Physiological Plant Anatomy (original German title: Physiologische Pflanzenanatomie) is a botany book first published in 1884 by Gottlieb Haberlandt (1854–1945). The textbook focuses on the investigation of each plant tissue layer and the final analysis of their physiological performance regarding the previous. With this book Haberlandt used a new viewpoint and motivation into combining different fields of science. He created an informative overview and a way of classifying plant tissues based upon their function.

== Context ==
At the end of the 19th century, the Austrian botanist Gottlieb Haberlandt (1854–1945) was well-known for his work regarding physiological plant anatomy. His interest for botany arose once he started university in Vienna at the age of nineteen. During his years at university he started his career by publishing papers. The first paper he published was about cellulose, a topic he referred to again later in his book. One year after his PhD, in 1877 he went to Tübingen to Simon Schwendener, a Swiss botanist who shared some of the same visions about plant anatomy as Haberlandt. There he started his own research regarding the evolution of the mechanical tissue systems (published as a book, Die Entwicklungsgeschichte des mechanischen Gewebesystems) which led to Schwendener calling him one of his best students and offering him a position as his successor as the chair of general botany in Berlin. It was the beginning of Haberlandt’s deep dive into the physiological aspects of plant anatomy, which later also led him in the publication of the book.

Two years after Haberlandt started his docentship at the University of Vienna, he was called to the Technische Hochschule Graz, now Graz University of Technology, to pursue his teachings as an acting professor of botany; simultaneously he became privatdocent at the university.

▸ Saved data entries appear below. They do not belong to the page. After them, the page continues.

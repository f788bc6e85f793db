//! Property-based integration tests for ledger normalization.
//!
//! Rows are generated with valid accounts, dates and amounts, so
//! normalization always succeeds and the ledger invariants can be checked
//! on the result.

use chrono::{Duration, NaiveDate};
use netstocked_core::transactions::{normalize, Cell, Column, Direction, RawRow};
use proptest::prelude::*;
use rust_decimal::Decimal;

// =============================================================================
// Generators
// =============================================================================

#[derive(Debug, Clone)]
struct RowInput {
    account: &'static str,
    day_offset: i64,
    quantity: i64,
    price_cents: i64,
}

fn arb_account() -> impl Strategy<Value = &'static str> {
    prop_oneof![Just("m"), Just("H"), Just("p")]
}

fn arb_row_input() -> impl Strategy<Value = RowInput> {
    (arb_account(), 0i64..3650, -500i64..500, 1i64..100_000).prop_map(
        |(account, day_offset, quantity, price_cents)| RowInput {
            account,
            day_offset,
            quantity,
            price_cents,
        },
    )
}

fn arb_rows(max_count: usize) -> impl Strategy<Value = Vec<RowInput>> {
    proptest::collection::vec(arb_row_input(), 0..=max_count)
}

fn to_raw(input: &RowInput) -> RawRow {
    let base = NaiveDate::from_ymd_opt(2010, 1, 1).unwrap();
    let date = base + Duration::days(input.day_offset);
    let mut raw = RawRow::new();
    for column in Column::ALL {
        let cell = match column {
            Column::Id => Cell::text(input.account),
            Column::Data => Cell::text(date.format("%d-%m-%Y").to_string()),
            Column::Produto => Cell::text("EDP RENOVAVEIS"),
            Column::Quantidade => Cell::integer(input.quantity),
            Column::Per => Cell::number(Decimal::new(input.price_cents, 2)),
            _ => Cell::empty(),
        };
        raw.insert(column, cell);
    }
    raw
}

// =============================================================================
// Property Tests
// =============================================================================

proptest! {
    #![proptest_config(ProptestConfig::with_cases(100))]

    /// Global ids are contiguous from 1001 and follow the row order.
    #[test]
    fn prop_global_ids_contiguous(inputs in arb_rows(30)) {
        let rows: Vec<RawRow> = inputs.iter().map(to_raw).collect();
        let ledger = normalize(&rows, 2).unwrap();

        prop_assert_eq!(ledger.len(), rows.len());
        for (i, entry) in ledger.from_to().iter().enumerate() {
            prop_assert_eq!(entry.id, 1001 + i as u64);
            prop_assert_eq!(entry.source_row, 2 + i);
        }
    }

    /// Every account bucket is numbered from 5001 and holds exactly the
    /// flat entries for that account, in the same order.
    #[test]
    fn prop_account_buckets_partition_ledger(inputs in arb_rows(30)) {
        let rows: Vec<RawRow> = inputs.iter().map(to_raw).collect();
        let ledger = normalize(&rows, 2).unwrap();

        let mut total = 0;
        for account in ["m", "H", "p"] {
            let bucket = ledger.by_account(account).unwrap();
            let flat: Vec<_> = ledger
                .from_to()
                .iter()
                .filter(|e| e.account == account)
                .collect();

            prop_assert_eq!(bucket.len(), flat.len());
            for (i, (entry, original)) in bucket.iter().zip(flat).enumerate() {
                prop_assert_eq!(entry.id, 5001 + i as u64);
                prop_assert_eq!(&entry.renumbered(original.id), original);
            }
            total += bucket.len();
        }
        prop_assert_eq!(total, ledger.len());
    }

    /// Values are quantity x price at cent precision and the direction
    /// follows the sign of the quantity.
    #[test]
    fn prop_value_and_direction(inputs in arb_rows(20)) {
        let rows: Vec<RawRow> = inputs.iter().map(to_raw).collect();
        let ledger = normalize(&rows, 2).unwrap();

        for (input, entry) in inputs.iter().zip(ledger.from_to()) {
            let expected = Decimal::from(input.quantity) * Decimal::new(input.price_cents, 2);
            prop_assert_eq!(entry.value, expected);
            prop_assert!(entry.value.scale() <= 2);
            let direction = if input.quantity > 0 { Direction::Buy } else { Direction::Sell };
            prop_assert_eq!(entry.direction, direction);
        }
    }

    /// Normalizing the same rows twice gives the same ledger.
    #[test]
    fn prop_normalization_repeatable(inputs in arb_rows(20)) {
        let rows: Vec<RawRow> = inputs.iter().map(to_raw).collect();
        let first = normalize(&rows, 2).unwrap();
        let second = normalize(&rows, 2).unwrap();

        prop_assert_eq!(first.from_to(), second.from_to());
    }
}
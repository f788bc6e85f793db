//! Core error types for Netstocked.
//!
//! Malformed input aborts the enclosing batch and carries the offending
//! spreadsheet row. Data inconsistencies are not errors: they are recorded
//! by the owning structure (see `IsinCache::conflicts`).

use thiserror::Error;

use crate::transactions::TransactionError;

/// Type alias for Result using our Error type.
pub type Result<T> = std::result::Result<T, Error>;

/// Root error type.
#[derive(Error, Debug)]
pub enum Error {
    #[error("Transaction error: {0}")]
    Transaction(#[from] TransactionError),

    #[error("Input validation failed: {0}")]
    Validation(#[from] ValidationError),
}

/// Validation errors for configuration and serialization input.
#[derive(Error, Debug)]
pub enum ValidationError {
    #[error("Invalid input: {0}")]
    InvalidInput(String),
}

impl From<serde_json::Error> for Error {
    fn from(err: serde_json::Error) -> Self {
        Error::Validation(ValidationError::InvalidInput(err.to_string()))
    }
}
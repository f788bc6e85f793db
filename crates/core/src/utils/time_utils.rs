use chrono::NaiveDate;

/// ISO-8601 calendar date, `YYYY-MM-DD`.
pub fn iso_date(date: NaiveDate) -> String {
    date.format("%Y-%m-%d").to_string()
}

/// Parses a date written with `format` (e.g. `%d-%m-%Y`).
pub fn parse_date(value: &str, format: &str) -> Result<NaiveDate, chrono::ParseError> {
    NaiveDate::parse_from_str(value.trim(), format)
}
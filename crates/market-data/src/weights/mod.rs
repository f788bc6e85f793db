//! Stock index weights and name references.

mod stock_refs;
mod stock_weight;

#[cfg(test)]
mod weights_tests;

pub use stock_refs::{comp_name_ok, RefIsin, RefsStatus, StockRefs};
pub use stock_weight::{StockWeight, Weight, WeightTotal, UNKNOWN_WEIGHT};
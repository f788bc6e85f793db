//! Stock identity: reconciling names with ISIN codes.

mod isin_cache;


pub use isin_cache::{shorthand, IsinCache, Observation};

The university saw his potential in teaching and wanted students to learn from him.

Through the publications of the Botanical Institute in Berlin, an institute founded by his coworker Schwendener, Haberlandt realised that the classification of tissue systems from a physiological plant anatomy point of view was missing. He took the opportunity and started working on the information and soon the book Physiologische Pflanzenanatomie was published. His previously-obtained knowledge made it easy to summarize all the information which would be useful for botany students. He started as a lecturer in Berlin in 1910 when Schwendener retired.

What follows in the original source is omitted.